Nature丨Multinational Team Develops Comprehensive Disease Map Achieving 95 Rounds of Trillion-Pixel Data Analysis, Revealing Kidney Disease Protein Distribution and Mechanisms}

Imagine compressing an entire city’s nightscape into a postage stamp, yet only illuminating four streetlights—that’s the challenge of traditional immunofluorescence: at most 3-4 proteins, like painting Beijing with four watercolor brushes.

This limitation stems from antibody combination complexity and image resolution constraints, which restrict the scope of image analysis. Recently, researchers from Aarhus University in Denmark and the Center for Molecular Neurobiology Hamburg (ZMNH) in Germany introduced PathoPlex, a pathology-oriented multiplexing framework that not only solves these issues but also reveals the spatial distribution of proteins within tissues in an unprecedented way.

The study titled "Pathology-oriented multiplexing enables integrative disease mapping" was published on Nature on July 18, 2025.

Figure: PathoPlex (Source: the paper).

The core advantage of PathoPlex lies in its combination of high-throughput and high-resolution imaging, integrating immunofluorescence staining with image analysis to detect multiple proteins’ spatial distribution at subcellular resolution.
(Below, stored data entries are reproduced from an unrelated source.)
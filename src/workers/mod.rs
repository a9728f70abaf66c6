//! Background workers
//!
//! Periodic maintenance that runs alongside job execution. The only
//! worker the core needs is the stale-job sweep: running rows whose
//! process died without a terminal write get failed after a grace
//! period, so pollers never watch a zombie forever.

use std::sync::Arc;
use std::time::Duration;

use tokio_util::sync::CancellationToken;
use tracing::{info, warn};

use barriercheck_core::Config;
use barriercheck_orchestrator::pipeline::sweep_stale_jobs;
use barriercheck_orchestrator::{AnalysisStore, JobRegistry};

/// Spawn the periodic stale-job sweeper.
pub fn spawn_stale_job_sweeper(
    store: Arc<dyn AnalysisStore>,
    registry: Arc<JobRegistry>,
    config: &Config,
    shutdown_token: CancellationToken,
) {
    let interval_seconds = config.jobs.stale_sweep_interval_seconds.max(1);
    let stale_after = chrono::Duration::seconds(config.jobs.deadline_seconds.max(1) as i64);

    tokio::spawn(async move {
        info!(interval_seconds, "Stale-job sweeper started");

        let mut interval = tokio::time::interval(Duration::from_secs(interval_seconds));
        // The immediate first tick would sweep before anything can be stale.
        interval.tick().await;

        loop {
            tokio::select! {
                _ = interval.tick() => {
                    let swept = sweep_stale_jobs(&store, &registry, stale_after).await;
                    if swept > 0 {
                        warn!(swept, "Recovered stale running jobs");
                    }
                }
                _ = shutdown_token.cancelled() => {
                    info!("Stale-job sweeper shutting down");
                    break;
                }
            }
        }
    });
}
In one experiment, researchers performed up to 95 rounds of imaging, mapping over 140 proteins at a pixel resolution of 80 nanometers. Over the course of the experiment, they generated more than 600 billion pixels of data, revealing multi-layered, multi-dimensional protein expression patterns—an achievement that is still not at its limit.

Illustration: PathoPlex (Source: the paper).

To efficiently handle such massive data, the team developed spatiomic, an open-source software package that leverages GPU acceleration for image registration, dimensionality reduction, and clustering, making data processing no longer a bottleneck.

Validation and Concept Proof

Quality control standards for PathoPlex were first established in mouse tissues and then extended to human samples.

The first level of control involves continuous antibody panel imaging to prevent incomplete elution, which could cause cross-reactivity or residual signals in subsequent cycles.

The second level involves direct imaging after elution to confirm the absence of fluorescence signals. The third includes imaging with secondary antibodies without primary antibody incubation to ensure no residual activity, adding an extra layer for image analysis.

The fourth level involves successful re-staining after multiple cycles, confirming epitope preservation and effective antibody elution. This strategy achieved near-perfect elution rates within just two cycles, with effective re-staining after 60 cycles.

After all imaging cycles, images are aligned to compensate for any shifts across cycles.

Next, the team used PathoPlex to analyze the progression of acute injury to crescentic glomerulonephritis (CGN) in mice.

Illustration: Identification of epithelial JUN activity as a key switch in immune-mediated kidney disease (Source: the paper).

In the experiment, 34 markers were used to acquire approximately 5 billion pixels at 80 nm resolution. Additional histological slices from the same animals were evaluated blindly by two experienced nephropathologists, with results consistent with the framework.

For diabetic kidney disease (DKD), PathoPlex revealed calcium-related stress phenomena in renal tubules, which may be early markers of kidney damage in diabetes.

Comparing diabetic and normal kidney tissues, researchers found that stress markers like calcium channel proteins were significantly upregulated in diabetic kidneys, even before structural changes appeared, indicating early molecular alterations.

Illustration: PathoPlex as a tool for analyzing human DKD (Source: the paper).

These findings support the use of PathoPlex for early biomarker validation and intervention strategies in diabetic nephropathy.

Broader Precision Medicine Applications

The advent of PathoPlex not only provides a new research tool but also lays a solid foundation for precision medicine. Its high-throughput imaging and powerful data analysis enable in-depth exploration of protein distribution, expression patterns, and interactions within tissues.

However, challenges remain, such as the high costs of each imaging cycle and data processing, as well as maintaining data consistency and quality as antibody panels expand.

Future research should focus on automating image analysis to handle larger, more complex datasets. With ongoing technological improvements and expanding applications, PathoPlex is expected to become a vital tool in precision medicine, supporting early diagnosis, treatment, and drug development.